PROBLEM TO WORK ON:
Restate every record exactly, with nothing skipped.
[[ DATA SHOWN open ]]
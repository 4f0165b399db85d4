//! Server construction and middleware wiring.

mod config;
#[cfg(feature = "metrics")]
mod metrics;

pub use config::{AddressServiceSettings, ServerConfig};

#[cfg(feature = "metrics")]
use metrics::MetricsLayer;

use actix_web::dev::{Server, ServiceFactory, ServiceRequest, ServiceResponse};
use actix_web::middleware::NormalizePath;
use actix_web::{App, HttpServer, web};
use tracing::info;

use address_service::Trace;
#[cfg(debug_assertions)]
use address_service::doc::ApiDoc;
use address_service::inbound::http::address_scope;
use address_service::inbound::http::health::{HealthState, live, ready};
use address_service::inbound::http::state::HttpState;
#[cfg(debug_assertions)]
use utoipa::OpenApi;
#[cfg(debug_assertions)]
use utoipa_swagger_ui::SwaggerUi;

#[derive(Clone)]
struct AppDependencies {
    health_state: web::Data<HealthState>,
    http_state: web::Data<HttpState>,
}

fn build_app(
    deps: AppDependencies,
) -> App<
    impl ServiceFactory<
        ServiceRequest,
        Config = (),
        Response = ServiceResponse,
        Error = actix_web::Error,
        InitError = (),
    >,
> {
    let AppDependencies {
        health_state,
        http_state,
    } = deps;

    let app = App::new()
        .app_data(health_state)
        .app_data(http_state)
        .wrap(Trace)
        .wrap(NormalizePath::trim())
        .service(address_scope())
        .service(ready)
        .service(live);

    #[cfg(debug_assertions)]
    let app = app.service(SwaggerUi::new("/docs").url("/api-docs/openapi.json", ApiDoc::openapi()));

    app
}

/// Bind the HTTP server and mark the service ready.
///
/// # Errors
/// Propagates [`std::io::Error`] when binding the socket fails.
pub fn create_server(
    health_state: web::Data<HealthState>,
    http_state: web::Data<HttpState>,
    config: ServerConfig,
) -> std::io::Result<Server> {
    let ServerConfig {
        bind_addr,
        #[cfg(feature = "metrics")]
        prometheus,
    } = config;

    #[cfg(feature = "metrics")]
    let metrics_layer = MetricsLayer::from(prometheus);

    let deps = AppDependencies {
        health_state: health_state.clone(),
        http_state,
    };
    let http_server = HttpServer::new(move || {
        let app = build_app(deps.clone());

        #[cfg(feature = "metrics")]
        let app = app.wrap(metrics_layer.clone());

        app
    })
    .bind(bind_addr)?;

    for addr in http_server.addrs() {
        info!(%addr, "address service listening");
    }

    let server = http_server.run();
    health_state.mark_ready();
    Ok(server)
}
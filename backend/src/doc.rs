//! OpenAPI documentation configuration.
//!
//! [`ApiDoc`] registers every address and health endpoint plus the schema
//! wrappers that describe domain types without coupling them to utoipa.
//!
//! The generated document backs Swagger UI (debug builds) and is exported
//! with `cargo run --bin openapi-dump`.

use crate::inbound::http::addresses::{AddressRequest, AddressResponse};
use crate::inbound::http::schemas::{ErrorCodeSchema, ErrorSchema};
use utoipa::OpenApi;

/// OpenAPI document for the REST API.
#[derive(OpenApi)]
#[openapi(
    info(
        title = "Address service API",
        description = "CRUD over postal addresses with filtering, sorting and geocoded distances."
    ),
    servers(
        (url = "/", description = "Relative to the deployment base URL")
    ),
    paths(
        crate::inbound::http::addresses::list_addresses,
        crate::inbound::http::addresses::get_address,
        crate::inbound::http::addresses::create_address,
        crate::inbound::http::addresses::update_address,
        crate::inbound::http::addresses::delete_address,
        crate::inbound::http::addresses::filter_addresses,
        crate::inbound::http::addresses::sort_addresses,
        crate::inbound::http::addresses::address_distance,
        crate::inbound::http::health::ready,
        crate::inbound::http::health::live,
    ),
    components(schemas(AddressRequest, AddressResponse, ErrorSchema, ErrorCodeSchema)),
    tags(
        (name = "addresses", description = "Address records and derived views"),
        (name = "health", description = "Endpoints for health checks")
    )
)]
pub struct ApiDoc;
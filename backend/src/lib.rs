//! Address service library modules.
//!
//! The crate is laid out hexagonally: [`domain`] holds the types, service
//! and ports; [`inbound`] and [`outbound`] hold the adapters.

pub mod doc;
pub mod domain;
pub mod inbound;
pub mod middleware;
pub mod outbound;

/// Public OpenAPI surface used by Swagger UI and tooling.
pub use doc::ApiDoc;
pub use domain::TraceId;
pub use middleware::Trace;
[[ DATA SHOWN closed ]]
OUTPUT:
repository 4f0165b399db85d4
//! Server construction and middleware wiring.

mod config;
#[cfg(feature = "metrics")]
mod metrics;

pub use config::{AddressServiceSettings, ServerConfig};

#[cfg(feature = "metrics")]
use metrics::MetricsLayer;

use actix_web::dev::{Server, ServiceFactory, ServiceRequest, ServiceResponse};
use actix_web::middleware::NormalizePath;
use actix_web::{App, HttpServer, web};
use tracing::info;

use address_service::Trace;
#[cfg(debug_assertions)]
use address_service::doc::ApiDoc;
use address_service::inbound::http::address_scope;
use address_service::inbound::http::health::{HealthState, live, ready};
use address_service::inbound::http::state::HttpState;
#[cfg(debug_assertions)]
use utoipa::OpenApi;
#[cfg(debug_assertions)]
use utoipa_swagger_ui::SwaggerUi;

#[derive(Clone)]
struct AppDependencies {
    health_state: web::Data<HealthState>,
    http_state: web::Data<HttpState>,
}

fn build_app(
    deps: AppDependencies,
) -> App<
    impl ServiceFactory<
        ServiceRequest,
        Config = (),
        Response = ServiceResponse,
        Error = actix_web::Error,
        InitError = (),
    >,
> {
    let AppDependencies {
        health_state,
        http_state,
    } = deps;

    let app = App::new()
        .app_data(health_state)
        .app_data(http_state)
        .wrap(Trace)
        .wrap(NormalizePath::trim())
        .service(address_scope())
        .service(ready)
        .service(live);

    #[cfg(debug_assertions)]
    let app = app.service(SwaggerUi::new("/docs").url("/api-docs/openapi.json", ApiDoc::openapi()));

    app
}

/// Bind the HTTP server and mark the service ready.
///
/// # Errors
/// Propagates [`std::io::Error`] when binding the socket fails.
pub fn create_server(
    health_state: web::Data<HealthState>,
    http_state: web::Data<HttpState>,
    config: ServerConfig,
) -> std::io::Result<Server> {
    let ServerConfig {
        bind_addr,
        #[cfg(feature = "metrics")]
        prometheus,
    } = config;

    #[cfg(feature = "metrics")]
    let metrics_layer = MetricsLayer::from(prometheus);

    let deps = AppDependencies {
        health_state: health_state.clone(),
        http_state,
    };
    let http_server = HttpServer::new(move || {
        let app = build_app(deps.clone());

        #[cfg(feature = "metrics")]
        let app = app.wrap(metrics_layer.clone());

        app
    })
    .bind(bind_addr)?;

    for addr in http_server.addrs() {
        info!(%addr, "address service listening");
    }

    let server = http_server.run();
    health_state.mark_ready();
    Ok(server)
}
filename backend/src/doc.rs
//! OpenAPI documentation configuration.
//!
//! [`ApiDoc`] registers every address and health endpoint plus the schema
//! wrappers that describe domain types without coupling them to utoipa.
//!
//! The generated document backs Swagger UI (debug builds) and is exported
//! with `cargo run --bin openapi-dump`.

use crate::inbound::http::addresses::{AddressRequest, AddressResponse};
use crate::inbound::http::schemas::{ErrorCodeSchema, ErrorSchema};
use utoipa::OpenApi;

/// OpenAPI document for the REST API.
#[derive(OpenApi)]
#[openapi(
    info(
        title = "Address service API",
        description = "CRUD over postal addresses with filtering, sorting and geocoded distances."
    ),
    servers(
        (url = "/", description = "Relative to the deployment base URL")
    ),
    paths(
        crate::inbound::http::addresses::list_addresses,
        crate::inbound::http::addresses::get_address,
        crate::inbound::http::addresses::create_address,
        crate::inbound::http::addresses::update_address,
        crate::inbound::http::addresses::delete_address,
        crate::inbound::http::addresses::filter_addresses,
        crate::inbound::http::addresses::sort_addresses,
        crate::inbound::http::addresses::address_distance,
        crate::inbound::http::health::ready,
        crate::inbound::http::health::live,
    ),
    components(schemas(AddressRequest, AddressResponse, ErrorSchema, ErrorCodeSchema)),
    tags(
        (name = "addresses", description = "Address records and derived views"),
        (name = "health", description = "Endpoints for health checks")
    )
)]
pub struct ApiDoc;
filename backend/src/lib.rs
//! Address service library modules.
//!
//! The crate is laid out hexagonally: [`domain`] holds the types, service
//! and ports; [`inbound`] and [`outbound`] hold the adapters.

pub mod doc;
pub mod domain;
pub mod inbound;
pub mod middleware;
pub mod outbound;

/// Public OpenAPI surface used by Swagger UI and tooling.
pub use doc::ApiDoc;
pub use domain::TraceId;
pub use middleware::Trace;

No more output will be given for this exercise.